Please output every entry below precisely as written.

※ ※ ※

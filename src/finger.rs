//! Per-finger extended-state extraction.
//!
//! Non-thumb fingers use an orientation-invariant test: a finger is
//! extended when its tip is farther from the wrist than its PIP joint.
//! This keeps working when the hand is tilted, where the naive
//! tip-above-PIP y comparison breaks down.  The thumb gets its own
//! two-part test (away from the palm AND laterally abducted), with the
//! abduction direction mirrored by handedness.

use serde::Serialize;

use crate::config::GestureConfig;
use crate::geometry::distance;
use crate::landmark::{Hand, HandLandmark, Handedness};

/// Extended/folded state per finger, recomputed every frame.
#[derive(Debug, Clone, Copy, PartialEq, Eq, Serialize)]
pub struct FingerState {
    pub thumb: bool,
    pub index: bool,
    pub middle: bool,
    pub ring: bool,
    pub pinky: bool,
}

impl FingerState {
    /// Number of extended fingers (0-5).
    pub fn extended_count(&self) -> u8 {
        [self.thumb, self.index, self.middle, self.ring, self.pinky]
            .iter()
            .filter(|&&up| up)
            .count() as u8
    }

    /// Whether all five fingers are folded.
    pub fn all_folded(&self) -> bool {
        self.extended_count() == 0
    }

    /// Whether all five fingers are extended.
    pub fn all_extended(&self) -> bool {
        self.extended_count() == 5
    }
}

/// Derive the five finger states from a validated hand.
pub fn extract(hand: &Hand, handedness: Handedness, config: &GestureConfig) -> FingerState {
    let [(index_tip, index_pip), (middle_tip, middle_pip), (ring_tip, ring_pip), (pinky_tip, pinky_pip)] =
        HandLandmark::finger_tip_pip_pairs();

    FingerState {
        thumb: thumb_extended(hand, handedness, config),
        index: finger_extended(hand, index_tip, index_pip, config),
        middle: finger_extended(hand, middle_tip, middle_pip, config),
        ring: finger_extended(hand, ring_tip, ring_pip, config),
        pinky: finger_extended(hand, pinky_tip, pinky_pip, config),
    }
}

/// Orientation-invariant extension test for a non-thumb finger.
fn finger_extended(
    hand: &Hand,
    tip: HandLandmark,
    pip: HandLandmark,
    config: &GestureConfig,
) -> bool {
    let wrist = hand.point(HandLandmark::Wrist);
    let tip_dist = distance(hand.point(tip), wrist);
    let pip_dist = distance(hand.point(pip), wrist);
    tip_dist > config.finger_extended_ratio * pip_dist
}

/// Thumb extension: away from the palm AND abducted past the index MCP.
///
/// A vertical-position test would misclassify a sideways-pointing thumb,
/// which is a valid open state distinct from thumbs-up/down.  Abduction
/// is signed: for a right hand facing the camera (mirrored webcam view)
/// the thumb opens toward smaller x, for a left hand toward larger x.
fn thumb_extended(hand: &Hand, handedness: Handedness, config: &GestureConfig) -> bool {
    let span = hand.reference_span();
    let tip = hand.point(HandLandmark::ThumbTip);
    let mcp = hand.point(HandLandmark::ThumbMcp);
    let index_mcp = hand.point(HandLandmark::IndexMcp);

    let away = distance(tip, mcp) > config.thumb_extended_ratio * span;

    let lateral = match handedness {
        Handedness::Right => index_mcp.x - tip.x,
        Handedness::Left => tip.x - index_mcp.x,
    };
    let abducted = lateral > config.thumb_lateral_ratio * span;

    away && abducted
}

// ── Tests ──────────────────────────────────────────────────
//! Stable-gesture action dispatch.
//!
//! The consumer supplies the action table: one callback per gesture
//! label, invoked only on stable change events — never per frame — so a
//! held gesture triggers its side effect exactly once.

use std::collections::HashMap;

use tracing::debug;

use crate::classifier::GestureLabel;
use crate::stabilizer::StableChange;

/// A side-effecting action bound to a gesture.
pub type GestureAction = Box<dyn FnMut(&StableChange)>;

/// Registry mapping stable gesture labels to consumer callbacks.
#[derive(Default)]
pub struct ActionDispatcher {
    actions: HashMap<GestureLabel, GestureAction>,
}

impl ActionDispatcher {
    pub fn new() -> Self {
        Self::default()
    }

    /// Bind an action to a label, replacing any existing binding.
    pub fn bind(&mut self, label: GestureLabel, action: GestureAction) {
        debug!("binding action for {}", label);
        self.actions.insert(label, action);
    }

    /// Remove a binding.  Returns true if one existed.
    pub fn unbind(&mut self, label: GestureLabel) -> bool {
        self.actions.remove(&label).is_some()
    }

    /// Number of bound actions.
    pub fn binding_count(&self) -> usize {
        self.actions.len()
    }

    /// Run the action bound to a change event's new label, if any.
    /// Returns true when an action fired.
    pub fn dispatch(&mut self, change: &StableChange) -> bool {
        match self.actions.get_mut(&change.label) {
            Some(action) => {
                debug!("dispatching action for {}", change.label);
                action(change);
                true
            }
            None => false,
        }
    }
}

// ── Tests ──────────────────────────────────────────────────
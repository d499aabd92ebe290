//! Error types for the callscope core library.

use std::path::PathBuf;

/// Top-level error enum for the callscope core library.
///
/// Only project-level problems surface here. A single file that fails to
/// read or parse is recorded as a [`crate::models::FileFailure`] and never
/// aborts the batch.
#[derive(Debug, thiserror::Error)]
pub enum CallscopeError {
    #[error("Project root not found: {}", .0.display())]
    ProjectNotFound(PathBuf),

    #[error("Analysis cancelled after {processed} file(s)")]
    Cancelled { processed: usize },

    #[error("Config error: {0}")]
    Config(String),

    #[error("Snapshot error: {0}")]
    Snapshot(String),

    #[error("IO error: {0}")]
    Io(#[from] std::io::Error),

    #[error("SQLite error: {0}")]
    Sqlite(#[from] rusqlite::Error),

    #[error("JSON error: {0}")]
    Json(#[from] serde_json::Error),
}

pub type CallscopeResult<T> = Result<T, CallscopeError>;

※ ※ ※

(Worked solution):
filename src/finger.rs
//! Per-finger extended-state extraction.
//!
//! Non-thumb fingers use an orientation-invariant test: a finger is
//! extended when its tip is farther from the wrist than its PIP joint.
//! This keeps working when the hand is tilted, where the naive
//! tip-above-PIP y comparison breaks down.  The thumb gets its own
//! two-part test (away from the palm AND laterally abducted), with the
//! abduction direction mirrored by handedness.

use serde::Serialize;

use crate::config::GestureConfig;
use crate::geometry::distance;
use crate::landmark::{Hand, HandLandmark, Handedness};

/// Extended/folded state per finger, recomputed every frame.
#[derive(Debug, Clone, Copy, PartialEq, Eq, Serialize)]
pub struct FingerState {
    pub thumb: bool,
    pub index: bool,
    pub middle: bool,
    pub ring: bool,
    pub pinky: bool,
}

impl FingerState {
    /// Number of extended fingers (0-5).
    pub fn extended_count(&self) -> u8 {
        [self.thumb, self.index, self.middle, self.ring, self.pinky]
            .iter()
            .filter(|&&up| up)
            .count() as u8
    }

    /// Whether all five fingers are folded.
    pub fn all_folded(&self) -> bool {
        self.extended_count() == 0
    }

    /// Whether all five fingers are extended.
    pub fn all_extended(&self) -> bool {
        self.extended_count() == 5
    }
}

/// Derive the five finger states from a validated hand.
pub fn extract(hand: &Hand, handedness: Handedness, config: &GestureConfig) -> FingerState {
    let [(index_tip, index_pip), (middle_tip, middle_pip), (ring_tip, ring_pip), (pinky_tip, pinky_pip)] =
        HandLandmark::finger_tip_pip_pairs();

    FingerState {
        thumb: thumb_extended(hand, handedness, config),
        index: finger_extended(hand, index_tip, index_pip, config),
        middle: finger_extended(hand, middle_tip, middle_pip, config),
        ring: finger_extended(hand, ring_tip, ring_pip, config),
        pinky: finger_extended(hand, pinky_tip, pinky_pip, config),
    }
}

/// Orientation-invariant extension test for a non-thumb finger.
fn finger_extended(
    hand: &Hand,
    tip: HandLandmark,
    pip: HandLandmark,
    config: &GestureConfig,
) -> bool {
    let wrist = hand.point(HandLandmark::Wrist);
    let tip_dist = distance(hand.point(tip), wrist);
    let pip_dist = distance(hand.point(pip), wrist);
    tip_dist > config.finger_extended_ratio * pip_dist
}

/// Thumb extension: away from the palm AND abducted past the index MCP.
///
/// A vertical-position test would misclassify a sideways-pointing thumb,
/// which is a valid open state distinct from thumbs-up/down.  Abduction
/// is signed: for a right hand facing the camera (mirrored webcam view)
/// the thumb opens toward smaller x, for a left hand toward larger x.
fn thumb_extended(hand: &Hand, handedness: Handedness, config: &GestureConfig) -> bool {
    let span = hand.reference_span();
    let tip = hand.point(HandLandmark::ThumbTip);
    let mcp = hand.point(HandLandmark::ThumbMcp);
    let index_mcp = hand.point(HandLandmark::IndexMcp);

    let away = distance(tip, mcp) > config.thumb_extended_ratio * span;

    let lateral = match handedness {
        Handedness::Right => index_mcp.x - tip.x,
        Handedness::Left => tip.x - index_mcp.x,
    };
    let abducted = lateral > config.thumb_lateral_ratio * span;

    away && abducted
}

// ── Tests ──────────────────────────────────────────────────
//! Stable-gesture action dispatch.
//!
//! The consumer supplies the action table: one callback per gesture
//! label, invoked only on stable change events — never per frame — so a
//! held gesture triggers its side effect exactly once.

use std::collections::HashMap;

use tracing::debug;

use crate::classifier::GestureLabel;
use crate::stabilizer::StableChange;

/// A side-effecting action bound to a gesture.
pub type GestureAction = Box<dyn FnMut(&StableChange)>;

/// Registry mapping stable gesture labels to consumer callbacks.
#[derive(Default)]
pub struct ActionDispatcher {
    actions: HashMap<GestureLabel, GestureAction>,
}

impl ActionDispatcher {
    pub fn new() -> Self {
        Self::default()
    }

    /// Bind an action to a label, replacing any existing binding.
    pub fn bind(&mut self, label: GestureLabel, action: GestureAction) {
        debug!("binding action for {}", label);
        self.actions.insert(label, action);
    }

    /// Remove a binding.  Returns true if one existed.
    pub fn unbind(&mut self, label: GestureLabel) -> bool {
        self.actions.remove(&label).is_some()
    }

    /// Number of bound actions.
    pub fn binding_count(&self) -> usize {
        self.actions.len()
    }

    /// Run the action bound to a change event's new label, if any.
    /// Returns true when an action fired.
    pub fn dispatch(&mut self, change: &StableChange) -> bool {
        match self.actions.get_mut(&change.label) {
            Some(action) => {
                debug!("dispatching action for {}", change.label);
                action(change);
                true
            }
            None => false,
        }
    }
}

// ── Tests ──────────────────────────────────────────────────
repository d499aabd92ebe290
//! Error types for the callscope core library.

use std::path::PathBuf;

/// Top-level error enum for the callscope core library.
///
/// Only project-level problems surface here. A single file that fails to
/// read or parse is recorded as a [`crate::models::FileFailure`] and never
/// aborts the batch.
#[derive(Debug, thiserror::Error)]
pub enum CallscopeError {
    #[error("Project root not found: {}", .0.display())]
    ProjectNotFound(PathBuf),

    #[error("Analysis cancelled after {processed} file(s)")]
    Cancelled { processed: usize },

    #[error("Config error: {0}")]
    Config(String),

    #[error("Snapshot error: {0}")]
    Snapshot(String),

    #[error("IO error: {0}")]
    Io(#[from] std::io::Error),

    #[error("SQLite error: {0}")]
    Sqlite(#[from] rusqlite::Error),

    #[error("JSON error: {0}")]
    Json(#[from] serde_json::Error),
}

pub type CallscopeResult<T> = Result<T, CallscopeError>;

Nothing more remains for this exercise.